Print nothing but the lines below starting at the line that holds "margin, for plotting." and ending at the line that holds "pub fn n_edges(&self)", including both, each exactly as written.

Data supplied Block Start

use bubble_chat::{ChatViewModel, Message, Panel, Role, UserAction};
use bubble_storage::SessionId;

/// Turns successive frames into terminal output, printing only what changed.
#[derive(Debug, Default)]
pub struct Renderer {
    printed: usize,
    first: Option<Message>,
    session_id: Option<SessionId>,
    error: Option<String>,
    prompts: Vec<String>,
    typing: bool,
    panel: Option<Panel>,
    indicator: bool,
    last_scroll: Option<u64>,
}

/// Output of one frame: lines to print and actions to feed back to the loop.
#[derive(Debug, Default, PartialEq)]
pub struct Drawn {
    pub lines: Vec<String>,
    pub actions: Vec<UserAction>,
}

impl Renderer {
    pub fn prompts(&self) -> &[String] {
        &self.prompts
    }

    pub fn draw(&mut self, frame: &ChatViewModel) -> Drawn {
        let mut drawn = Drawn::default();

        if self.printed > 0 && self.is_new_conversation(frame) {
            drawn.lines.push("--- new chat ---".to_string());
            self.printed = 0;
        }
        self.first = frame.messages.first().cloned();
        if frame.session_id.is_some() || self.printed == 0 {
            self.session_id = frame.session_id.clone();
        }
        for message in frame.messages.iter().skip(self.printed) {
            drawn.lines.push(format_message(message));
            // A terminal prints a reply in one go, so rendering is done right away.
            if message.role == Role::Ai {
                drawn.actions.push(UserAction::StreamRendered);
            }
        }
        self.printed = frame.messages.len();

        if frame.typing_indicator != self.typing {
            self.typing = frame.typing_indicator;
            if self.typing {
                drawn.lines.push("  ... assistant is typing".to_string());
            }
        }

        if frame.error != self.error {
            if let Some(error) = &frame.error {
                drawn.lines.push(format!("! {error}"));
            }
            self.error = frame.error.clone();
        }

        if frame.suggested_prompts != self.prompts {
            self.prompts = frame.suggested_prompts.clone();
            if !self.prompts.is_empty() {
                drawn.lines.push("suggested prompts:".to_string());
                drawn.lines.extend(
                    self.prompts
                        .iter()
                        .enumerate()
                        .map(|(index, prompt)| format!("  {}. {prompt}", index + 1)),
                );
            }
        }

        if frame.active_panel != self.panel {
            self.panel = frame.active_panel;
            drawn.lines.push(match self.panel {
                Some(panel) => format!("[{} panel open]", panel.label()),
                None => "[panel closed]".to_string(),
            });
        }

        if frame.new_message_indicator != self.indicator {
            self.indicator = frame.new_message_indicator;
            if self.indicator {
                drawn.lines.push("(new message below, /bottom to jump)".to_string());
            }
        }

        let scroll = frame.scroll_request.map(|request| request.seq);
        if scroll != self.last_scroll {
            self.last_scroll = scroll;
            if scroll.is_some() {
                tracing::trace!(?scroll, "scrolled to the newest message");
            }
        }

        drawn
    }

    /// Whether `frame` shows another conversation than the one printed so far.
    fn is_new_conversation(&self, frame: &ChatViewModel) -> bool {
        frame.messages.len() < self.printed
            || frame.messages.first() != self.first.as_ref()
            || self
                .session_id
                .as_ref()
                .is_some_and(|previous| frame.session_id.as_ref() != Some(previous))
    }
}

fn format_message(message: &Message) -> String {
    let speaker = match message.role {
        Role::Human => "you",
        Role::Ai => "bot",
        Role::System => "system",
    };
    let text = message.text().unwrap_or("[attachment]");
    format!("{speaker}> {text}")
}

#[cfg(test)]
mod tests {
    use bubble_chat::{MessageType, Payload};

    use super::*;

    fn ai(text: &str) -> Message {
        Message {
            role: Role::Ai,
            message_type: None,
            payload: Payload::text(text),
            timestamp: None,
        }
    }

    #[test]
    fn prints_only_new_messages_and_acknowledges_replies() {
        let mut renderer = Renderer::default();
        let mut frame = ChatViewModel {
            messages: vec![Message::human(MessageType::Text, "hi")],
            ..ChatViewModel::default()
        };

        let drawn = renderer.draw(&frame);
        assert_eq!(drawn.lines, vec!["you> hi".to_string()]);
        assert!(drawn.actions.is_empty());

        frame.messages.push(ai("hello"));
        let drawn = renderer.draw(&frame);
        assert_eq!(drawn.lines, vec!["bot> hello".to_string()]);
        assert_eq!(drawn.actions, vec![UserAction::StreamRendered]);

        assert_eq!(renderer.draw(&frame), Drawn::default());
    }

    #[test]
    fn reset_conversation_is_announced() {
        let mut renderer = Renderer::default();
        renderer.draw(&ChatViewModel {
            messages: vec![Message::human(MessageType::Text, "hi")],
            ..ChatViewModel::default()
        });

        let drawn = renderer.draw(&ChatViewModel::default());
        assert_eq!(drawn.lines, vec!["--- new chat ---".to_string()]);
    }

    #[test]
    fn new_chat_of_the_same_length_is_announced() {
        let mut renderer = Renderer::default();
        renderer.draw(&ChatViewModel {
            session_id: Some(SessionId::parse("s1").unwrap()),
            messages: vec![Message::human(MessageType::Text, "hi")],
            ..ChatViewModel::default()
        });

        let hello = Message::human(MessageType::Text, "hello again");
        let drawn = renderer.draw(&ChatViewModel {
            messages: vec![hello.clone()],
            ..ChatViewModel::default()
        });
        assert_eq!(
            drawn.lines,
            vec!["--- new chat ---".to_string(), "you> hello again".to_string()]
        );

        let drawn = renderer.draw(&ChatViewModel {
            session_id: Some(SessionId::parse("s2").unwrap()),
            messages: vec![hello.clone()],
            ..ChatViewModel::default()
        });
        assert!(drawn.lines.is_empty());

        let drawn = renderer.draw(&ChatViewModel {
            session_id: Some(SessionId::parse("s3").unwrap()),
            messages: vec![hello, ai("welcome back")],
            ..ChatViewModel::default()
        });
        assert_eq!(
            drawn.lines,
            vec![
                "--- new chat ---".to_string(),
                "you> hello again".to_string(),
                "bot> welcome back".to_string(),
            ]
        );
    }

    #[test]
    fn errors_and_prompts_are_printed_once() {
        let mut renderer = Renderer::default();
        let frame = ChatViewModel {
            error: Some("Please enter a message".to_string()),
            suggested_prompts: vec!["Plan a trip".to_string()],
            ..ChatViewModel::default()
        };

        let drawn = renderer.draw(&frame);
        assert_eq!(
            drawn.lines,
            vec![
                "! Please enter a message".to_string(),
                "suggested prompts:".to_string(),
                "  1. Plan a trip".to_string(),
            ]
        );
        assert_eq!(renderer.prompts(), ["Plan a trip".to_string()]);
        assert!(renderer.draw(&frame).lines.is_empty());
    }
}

Data supplied Block End
Data supplied Block Start

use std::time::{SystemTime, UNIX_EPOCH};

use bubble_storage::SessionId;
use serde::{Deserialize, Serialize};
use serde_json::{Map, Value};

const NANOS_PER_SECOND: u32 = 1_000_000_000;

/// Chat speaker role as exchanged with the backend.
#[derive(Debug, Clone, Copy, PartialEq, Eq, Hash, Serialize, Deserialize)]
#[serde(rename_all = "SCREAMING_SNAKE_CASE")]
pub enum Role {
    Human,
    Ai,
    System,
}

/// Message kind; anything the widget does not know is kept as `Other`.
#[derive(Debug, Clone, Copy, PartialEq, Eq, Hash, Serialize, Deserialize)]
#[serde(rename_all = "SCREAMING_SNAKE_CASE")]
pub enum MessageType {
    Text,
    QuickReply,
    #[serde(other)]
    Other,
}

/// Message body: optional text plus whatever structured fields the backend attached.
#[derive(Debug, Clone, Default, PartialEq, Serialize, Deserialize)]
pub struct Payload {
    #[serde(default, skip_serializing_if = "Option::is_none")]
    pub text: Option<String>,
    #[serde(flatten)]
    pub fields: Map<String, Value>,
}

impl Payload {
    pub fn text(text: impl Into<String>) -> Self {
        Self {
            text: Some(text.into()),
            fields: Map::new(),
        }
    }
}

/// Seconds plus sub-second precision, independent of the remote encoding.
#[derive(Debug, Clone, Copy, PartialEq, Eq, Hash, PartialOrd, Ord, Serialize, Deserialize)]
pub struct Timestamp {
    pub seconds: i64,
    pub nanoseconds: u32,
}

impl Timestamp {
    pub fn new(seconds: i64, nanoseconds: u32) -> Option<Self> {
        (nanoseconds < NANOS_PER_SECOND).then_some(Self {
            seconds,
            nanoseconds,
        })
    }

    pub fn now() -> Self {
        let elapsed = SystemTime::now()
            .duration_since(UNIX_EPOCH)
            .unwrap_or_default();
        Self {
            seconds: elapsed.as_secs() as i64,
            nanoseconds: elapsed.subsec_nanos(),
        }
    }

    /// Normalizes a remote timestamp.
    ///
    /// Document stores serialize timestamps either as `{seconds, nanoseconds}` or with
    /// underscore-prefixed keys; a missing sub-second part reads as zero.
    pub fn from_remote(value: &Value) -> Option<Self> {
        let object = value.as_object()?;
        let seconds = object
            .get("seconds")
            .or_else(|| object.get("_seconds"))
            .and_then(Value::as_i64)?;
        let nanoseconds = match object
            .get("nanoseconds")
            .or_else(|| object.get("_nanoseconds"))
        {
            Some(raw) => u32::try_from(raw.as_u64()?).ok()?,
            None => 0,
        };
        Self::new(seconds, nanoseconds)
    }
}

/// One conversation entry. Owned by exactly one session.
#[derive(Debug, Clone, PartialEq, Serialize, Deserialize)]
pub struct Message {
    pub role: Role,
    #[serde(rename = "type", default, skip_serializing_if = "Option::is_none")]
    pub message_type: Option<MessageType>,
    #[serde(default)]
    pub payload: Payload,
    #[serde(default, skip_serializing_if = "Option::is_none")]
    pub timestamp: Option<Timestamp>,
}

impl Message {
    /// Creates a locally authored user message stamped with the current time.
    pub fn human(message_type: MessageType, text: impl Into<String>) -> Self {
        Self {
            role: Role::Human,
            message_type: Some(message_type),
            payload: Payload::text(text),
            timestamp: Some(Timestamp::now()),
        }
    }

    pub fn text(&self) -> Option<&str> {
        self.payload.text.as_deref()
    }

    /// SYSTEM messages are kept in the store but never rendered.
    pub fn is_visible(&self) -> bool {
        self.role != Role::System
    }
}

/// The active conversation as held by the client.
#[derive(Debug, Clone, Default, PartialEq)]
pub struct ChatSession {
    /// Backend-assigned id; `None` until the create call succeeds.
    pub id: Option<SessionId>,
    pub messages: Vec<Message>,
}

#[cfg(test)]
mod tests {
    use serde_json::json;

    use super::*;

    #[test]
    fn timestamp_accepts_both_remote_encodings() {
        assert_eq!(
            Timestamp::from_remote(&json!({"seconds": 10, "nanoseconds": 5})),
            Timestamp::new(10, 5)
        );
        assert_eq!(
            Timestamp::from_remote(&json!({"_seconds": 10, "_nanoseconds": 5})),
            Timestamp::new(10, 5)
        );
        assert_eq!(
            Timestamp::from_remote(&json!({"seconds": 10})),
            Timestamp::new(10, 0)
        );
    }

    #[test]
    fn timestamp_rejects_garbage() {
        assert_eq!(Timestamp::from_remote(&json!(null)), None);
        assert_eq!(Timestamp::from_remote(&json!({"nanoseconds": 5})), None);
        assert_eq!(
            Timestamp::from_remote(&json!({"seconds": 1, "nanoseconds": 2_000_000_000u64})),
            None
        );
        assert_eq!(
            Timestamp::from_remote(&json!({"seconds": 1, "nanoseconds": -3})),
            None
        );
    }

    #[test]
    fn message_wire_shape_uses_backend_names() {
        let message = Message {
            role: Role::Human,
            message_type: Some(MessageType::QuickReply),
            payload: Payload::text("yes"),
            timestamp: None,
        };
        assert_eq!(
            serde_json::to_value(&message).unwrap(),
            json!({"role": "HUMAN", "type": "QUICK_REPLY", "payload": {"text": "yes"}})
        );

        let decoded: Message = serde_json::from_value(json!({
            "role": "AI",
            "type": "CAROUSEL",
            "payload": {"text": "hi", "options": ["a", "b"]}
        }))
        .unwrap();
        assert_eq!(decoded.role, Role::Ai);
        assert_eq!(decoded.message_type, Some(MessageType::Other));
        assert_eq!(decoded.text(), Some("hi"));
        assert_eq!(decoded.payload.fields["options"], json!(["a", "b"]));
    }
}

Data supplied Block End
Data supplied Block Start

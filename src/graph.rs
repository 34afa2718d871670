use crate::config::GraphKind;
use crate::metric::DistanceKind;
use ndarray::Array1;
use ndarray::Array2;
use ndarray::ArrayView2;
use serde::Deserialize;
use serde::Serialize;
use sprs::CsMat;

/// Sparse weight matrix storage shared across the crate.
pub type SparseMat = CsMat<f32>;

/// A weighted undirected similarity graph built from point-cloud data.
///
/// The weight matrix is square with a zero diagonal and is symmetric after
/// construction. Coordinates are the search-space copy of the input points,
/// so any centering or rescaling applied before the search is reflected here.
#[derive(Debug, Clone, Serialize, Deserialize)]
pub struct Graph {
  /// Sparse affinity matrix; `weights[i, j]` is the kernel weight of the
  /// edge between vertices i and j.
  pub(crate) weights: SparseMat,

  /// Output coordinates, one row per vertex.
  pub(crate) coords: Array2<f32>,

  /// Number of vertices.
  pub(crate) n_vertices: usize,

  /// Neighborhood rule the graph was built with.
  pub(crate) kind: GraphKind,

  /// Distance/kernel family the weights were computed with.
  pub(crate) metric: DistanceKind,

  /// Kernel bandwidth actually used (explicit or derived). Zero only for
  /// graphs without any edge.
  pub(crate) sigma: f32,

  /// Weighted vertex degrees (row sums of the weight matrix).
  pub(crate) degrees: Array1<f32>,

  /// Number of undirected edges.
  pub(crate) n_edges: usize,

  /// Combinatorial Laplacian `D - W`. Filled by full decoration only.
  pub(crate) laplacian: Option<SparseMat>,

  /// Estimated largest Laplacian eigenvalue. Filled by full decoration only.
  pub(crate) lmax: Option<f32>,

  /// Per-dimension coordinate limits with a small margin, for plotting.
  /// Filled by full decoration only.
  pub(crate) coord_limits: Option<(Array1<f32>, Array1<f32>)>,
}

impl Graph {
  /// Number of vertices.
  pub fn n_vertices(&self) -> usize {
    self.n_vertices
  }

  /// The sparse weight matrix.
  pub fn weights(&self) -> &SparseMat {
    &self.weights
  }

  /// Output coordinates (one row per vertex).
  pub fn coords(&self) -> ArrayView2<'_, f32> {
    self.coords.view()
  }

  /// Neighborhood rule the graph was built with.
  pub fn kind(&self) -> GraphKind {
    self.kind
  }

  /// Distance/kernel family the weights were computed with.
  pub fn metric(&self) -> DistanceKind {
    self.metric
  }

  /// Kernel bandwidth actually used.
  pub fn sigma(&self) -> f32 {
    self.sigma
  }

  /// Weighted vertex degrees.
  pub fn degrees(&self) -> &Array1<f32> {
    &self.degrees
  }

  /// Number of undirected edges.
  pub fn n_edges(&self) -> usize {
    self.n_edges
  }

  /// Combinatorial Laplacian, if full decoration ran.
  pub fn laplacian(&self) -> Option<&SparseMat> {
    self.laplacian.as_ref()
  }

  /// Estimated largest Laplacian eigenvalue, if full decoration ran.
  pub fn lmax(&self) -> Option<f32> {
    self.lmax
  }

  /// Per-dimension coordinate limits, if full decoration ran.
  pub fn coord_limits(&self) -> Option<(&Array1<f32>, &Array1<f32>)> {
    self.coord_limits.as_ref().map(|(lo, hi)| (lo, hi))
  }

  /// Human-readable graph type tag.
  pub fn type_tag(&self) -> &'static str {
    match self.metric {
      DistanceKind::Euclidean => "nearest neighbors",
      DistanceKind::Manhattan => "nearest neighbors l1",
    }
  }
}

Data supplied Block End

Reply to the exercise =>
  /// Per-dimension coordinate limits with a small margin, for plotting.
  /// Filled by full decoration only.
  pub(crate) coord_limits: Option<(Array1<f32>, Array1<f32>)>,
}

impl Graph {
  /// Number of vertices.
  pub fn n_vertices(&self) -> usize {
    self.n_vertices
  }

  /// The sparse weight matrix.
  pub fn weights(&self) -> &SparseMat {
    &self.weights
  }

  /// Output coordinates (one row per vertex).
  pub fn coords(&self) -> ArrayView2<'_, f32> {
    self.coords.view()
  }

  /// Neighborhood rule the graph was built with.
  pub fn kind(&self) -> GraphKind {
    self.kind
  }

  /// Distance/kernel family the weights were computed with.
  pub fn metric(&self) -> DistanceKind {
    self.metric
  }

  /// Kernel bandwidth actually used.
  pub fn sigma(&self) -> f32 {
    self.sigma
  }

  /// Weighted vertex degrees.
  pub fn degrees(&self) -> &Array1<f32> {
    &self.degrees
  }

  /// Number of undirected edges.
  pub fn n_edges(&self) -> usize {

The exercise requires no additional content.